Hubo ejercicios divertidos. El bueno, el malo y el feo: gozamos de lo lindo rajando de las obras que no hemos sido capaces de escribir; cine y literatura: ¿puede el cine dar herramientas para el proceso de creación literaria? ¡Ah, buenísimo! Pa’ qué, pero la pase muy bueno en el taller. ¡Lástima que se acabó!
La fiscalía
El taller no tenía estructura. Si bien la pretensión nunca fue la de un curso formal de “escriba una novela en diez lecciones”, se iba al otro extremo. En más de una ocasión me pregunté “esta vaina para dónde va”. Creo que nadie lo tenía claro, ni siquiera Nahum. ¿Y es que tenía que ir para algún lado? Es posible que no; pero si hablamos de que el taller era un espacio que debía ofrecer herramientas útiles para que cada uno, en su propio proceso, las aplicara en su proyecto narrativo, el taller se quedó corto. Algunos de los textos que se trabajaron adolecían de algunos elementos formales básicos que hubiesen podido mejorar su calidad desde el inicio o durante el proceso y no después de tener un primer borrador.

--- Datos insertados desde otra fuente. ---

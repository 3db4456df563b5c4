//! 并发注册表
//!
//! 维护模型名称到许可池的映射。查找走读锁，首次创建时升级为写锁并二次检查，
//! 保证同一模型只会创建一个许可池。

use crate::config::{resolve_concurrency, LlmConfig};
use crate::error::GateError;
use crate::pool::PermitPool;
use ahash::AHashMap as HashMap;
use parking_lot::RwLock;
use serde::Serialize;
use std::sync::Arc;
use tracing::{debug, info, warn};

/// 单个许可池的统计信息
#[derive(Debug, Clone, PartialEq, Eq, Serialize)]
pub struct PoolStats {
    pub key: String,
    pub capacity: usize,
    pub in_flight: usize,
    pub available: usize,
}

/// `initialize` 的执行结果
#[derive(Debug, Clone, Default, PartialEq, Eq)]
pub struct InitSummary {
    /// 新创建的许可池
    pub created: Vec<String>,
    /// 已存在且容量一致、保持不变的许可池
    pub preserved: Vec<String>,
    /// 已存在但配置容量不同的许可池（保持不变，需要显式 `reset`）
    pub mismatched: Vec<String>,
}

struct RegistryInner {
    pools: HashMap<String, Arc<PermitPool>>,
    overrides: HashMap<String, i64>,
    default_concurrency: usize,
    closed: bool,
}

impl RegistryInner {
    fn capacity_for(&self, key: &str) -> usize {
        resolve_concurrency(self.overrides.get(key).copied(), self.default_concurrency)
    }
}

/// 并发注册表
///
/// 通过 `Arc<ConcurrencyRegistry>` 注入到各个 [`Dispatcher`](crate::dispatcher::Dispatcher)，
/// 不使用全局单例。
pub struct ConcurrencyRegistry {
    inner: RwLock<RegistryInner>,
}

impl ConcurrencyRegistry {
    /// 创建只有默认并发度的注册表
    pub fn new(default_concurrency: usize) -> Self {
        Self {
            inner: RwLock::new(RegistryInner {
                pools: HashMap::new(),
                overrides: HashMap::new(),
                default_concurrency: default_concurrency.max(1),
                closed: false,
            }),
        }
    }

    /// 根据配置创建注册表，并为配置中的每个模型预先创建许可池
    pub fn from_config(config: &LlmConfig) -> Self {
        let registry = Self::new(config.default_concurrency);
        registry.initialize(config);
        registry
    }

    /// 获取模型对应的许可池，不存在时创建
    pub fn get_pool(&self, key: &str) -> Result<Arc<PermitPool>, GateError> {
        {
            let inner = self.inner.read();
            if inner.closed {
                return Err(GateError::RegistryClosed);
            }
            if let Some(pool) = inner.pools.get(key) {
                return Ok(Arc::clone(pool));
            }
        }

        let mut inner = self.inner.write();

        // 双重检查
        if inner.closed {
            return Err(GateError::RegistryClosed);
        }
        if let Some(pool) = inner.pools.get(key) {
            return Ok(Arc::clone(pool));
        }

        let capacity = inner.capacity_for(key);
        let pool = Arc::new(PermitPool::new(key, capacity));
        inner.pools.insert(key.to_string(), Arc::clone(&pool));
        debug!(model = %key, capacity, "创建许可池");
        Ok(pool)
    }

    /// 按配置初始化
    ///
    /// 更新默认并发度和每个模型的并发配置，并为尚无许可池的模型创建许可池。
    /// 已存在的许可池一律保留，不会丢失正在使用的许可；容量与配置不一致的
    /// 会记录告警，需要时调用 [`reset`](Self::reset) 替换。
    pub fn initialize(&self, config: &LlmConfig) -> InitSummary {
        let mut inner = self.inner.write();
        let mut summary = InitSummary::default();

        if inner.closed {
            warn!("注册表已关闭，忽略初始化");
            return summary;
        }

        inner.default_concurrency = config.default_concurrency.max(1);
        inner.overrides = config.model_concurrency.clone();

        let mut keys: Vec<String> = config.model_concurrency.keys().cloned().collect();
        keys.sort();

        for key in keys {
            let capacity = inner.capacity_for(&key);
            match inner.pools.get(&key) {
                Some(existing) if existing.capacity() == capacity => {
                    summary.preserved.push(key);
                }
                Some(existing) => {
                    warn!(
                        model = %key,
                        current = existing.capacity(),
                        configured = capacity,
                        in_flight = existing.in_flight(),
                        "许可池容量与配置不一致，保留现有许可池"
                    );
                    summary.mismatched.push(key);
                }
                None => {
                    inner
                        .pools
                        .insert(key.clone(), Arc::new(PermitPool::new(key.as_str(), capacity)));
                    summary.created.push(key);
                }
            }
        }

        info!(
            created = summary.created.len(),
            preserved = summary.preserved.len(),
            mismatched = summary.mismatched.len(),
            default_concurrency = inner.default_concurrency,
            "并发注册表初始化完成"
        );
        summary
    }

    /// 用指定容量替换模型的许可池
    ///
    /// 旧许可池会被关闭并返回。旧池上已发出的许可不计入新池，
    /// 替换期间该模型的实际并发可能超过新容量。
    pub fn reset(
        &self,
        key: &str,
        capacity: usize,
    ) -> Result<Option<Arc<PermitPool>>, GateError> {
        if key.trim().is_empty() {
            return Err(GateError::ValidationError("模型名称不能为空".to_string()));
        }

        let mut inner = self.inner.write();
        if inner.closed {
            return Err(GateError::RegistryClosed);
        }

        let pool = Arc::new(PermitPool::new(key, capacity));
        let old = inner.pools.insert(key.to_string(), pool);

        if let Some(old) = &old {
            warn!(
                model = %key,
                old_capacity = old.capacity(),
                new_capacity = capacity.max(1),
                orphaned = old.in_flight(),
                "许可池已替换"
            );
            old.close();
        }

        Ok(old)
    }

    /// 新建许可池时模型会得到的容量
    pub fn capacity_for(&self, key: &str) -> usize {
        self.inner.read().capacity_for(key)
    }

    /// 所有许可池的统计信息，按模型名称排序
    pub fn stats(&self) -> Vec<PoolStats> {
        let inner = self.inner.read();
        let mut stats: Vec<PoolStats> = inner
            .pools
            .values()
            .map(|pool| PoolStats {
                key: pool.key().to_string(),
                capacity: pool.capacity(),
                in_flight: pool.in_flight(),
                available: pool.available(),
            })
            .collect();
        stats.sort_by(|a, b| a.key.cmp(&b.key));
        stats
    }

    /// 是否已存在该模型的许可池
    pub fn contains(&self, key: &str) -> bool {
        self.inner.read().pools.contains_key(key)
    }

    pub fn len(&self) -> usize {
        self.inner.read().pools.len()
    }

    pub fn is_empty(&self) -> bool {
        self.len() == 0
    }

    pub fn is_closed(&self) -> bool {
        self.inner.read().closed
    }

    /// 停止服务：关闭所有许可池并清空注册表
    pub fn shutdown(&self) {
        let mut inner = self.inner.write();
        if inner.closed {
            return;
        }

        inner.closed = true;
        for pool in inner.pools.values() {
            pool.close();
        }
        let count = inner.pools.len();
        inner.pools.clear();
        info!(pools = count, "并发注册表已关闭");
    }
}

impl Default for ConcurrencyRegistry {
    fn default() -> Self {
        Self::new(crate::constants::DEFAULT_CONCURRENCY)
    }
}

impl std::fmt::Debug for ConcurrencyRegistry {
    fn fmt(&self, f: &mut std::fmt::Formatter<'_>) -> std::fmt::Result {
        let inner = self.inner.read();
        f.debug_struct("ConcurrencyRegistry")
            .field("pools", &inner.pools.len())
            .field("default_concurrency", &inner.default_concurrency)
            .field("closed", &inner.closed)
            .finish()
    }
}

Con esas herramientas algunas de las primeras versiones hubiesen podido ser más pulidas, más claras, más cercanas a la obra final que a la caneca de basura.
Hubiese sido bonito: terminar de discutir Suspense de Patricia Highsmith, o Mientras Escribo de Stephen King; haber leído alguna buena novela y haberla disecado en su estructura narrativa entre todos… hubiese sido bonito.
Veredicto
Exonerado de toda culpa.
Estoy de acuerdo en que “nadie se hace novelista en un taller”… pero ayuda.

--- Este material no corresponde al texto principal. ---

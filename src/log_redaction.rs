//! Copyright (c) 2026, Kirky.X
//!
//! MIT License
//!
//! 日志脱敏模块
//!
//! 保护 API Key、Bearer Token 等敏感信息不被泄露到日志中。

/// 基础脱敏函数，保留首尾各两个字符
#[inline]
pub fn redact_basic(value: Option<&str>) -> String {
    let Some(value) = value else {
        return "unknown".to_string();
    };

    let value = value.trim();
    if value.is_empty() {
        return "unknown".to_string();
    }

    let chars: Vec<char> = value.chars().collect();
    if chars.len() <= 4 {
        return "***".to_string();
    }

    let prefix: String = chars[..2].iter().collect();
    let suffix: String = chars[chars.len() - 2..].iter().collect();
    format!("{}***{}", prefix, suffix)
}

/// API Key 脱敏
#[inline]
pub fn redact_api_key(value: &str) -> String {
    redact_basic(Some(value))
}

/// 对文本中出现的 `Bearer <token>` 进行脱敏
///
/// 上游错误信息偶尔会回显请求头，写日志前统一经过这里。
pub fn redact_bearer(text: &str) -> String {
    const MARKER: &str = "Bearer ";

    let mut out = String::with_capacity(text.len());
    let mut rest = text;
    while let Some(pos) = rest.find(MARKER) {
        let (head, tail) = rest.split_at(pos + MARKER.len());
        out.push_str(head);
        let end = tail
            .find(|c: char| c.is_whitespace() || c == '"' || c == ',')
            .unwrap_or(tail.len());
        out.push_str(&redact_basic(Some(&tail[..end])));
        rest = &tail[end..];
    }
    out.push_str(rest);
    out
}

En mi caso, me estimuló para trabajar con disciplina la novela que estoy terminando y que llevaba rondando en mi cabeza una buena cantidad de tiempo.

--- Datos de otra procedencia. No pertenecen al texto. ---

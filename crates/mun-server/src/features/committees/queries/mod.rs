//! Committee queries

pub mod get;
pub mod list;
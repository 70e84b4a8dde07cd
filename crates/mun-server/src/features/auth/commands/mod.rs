//! Authentication commands

pub mod change_password;
pub mod login;
pub mod logout;

pub use change_password::{ChangePasswordCommand, ChangePasswordError};
pub use login::{LoginCommand, LoginError, LoginResponse};
pub use logout::{LogoutCommand, LogoutResponse};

Pero más allá de lo literario, o más bien, muy relacionado con lo literario (porque la literatura para mí es uno de los más grandes placeres de la vida), lo rescato como un espacio lúdico. Cada semana esperaba con ansiedad la llegada del sábado para ir a la biblioteca Virgilio Barco a aguantar frío y a divertirme con quienes comparten conmigo la —a veces ilusa— pretensión de ser novelistas.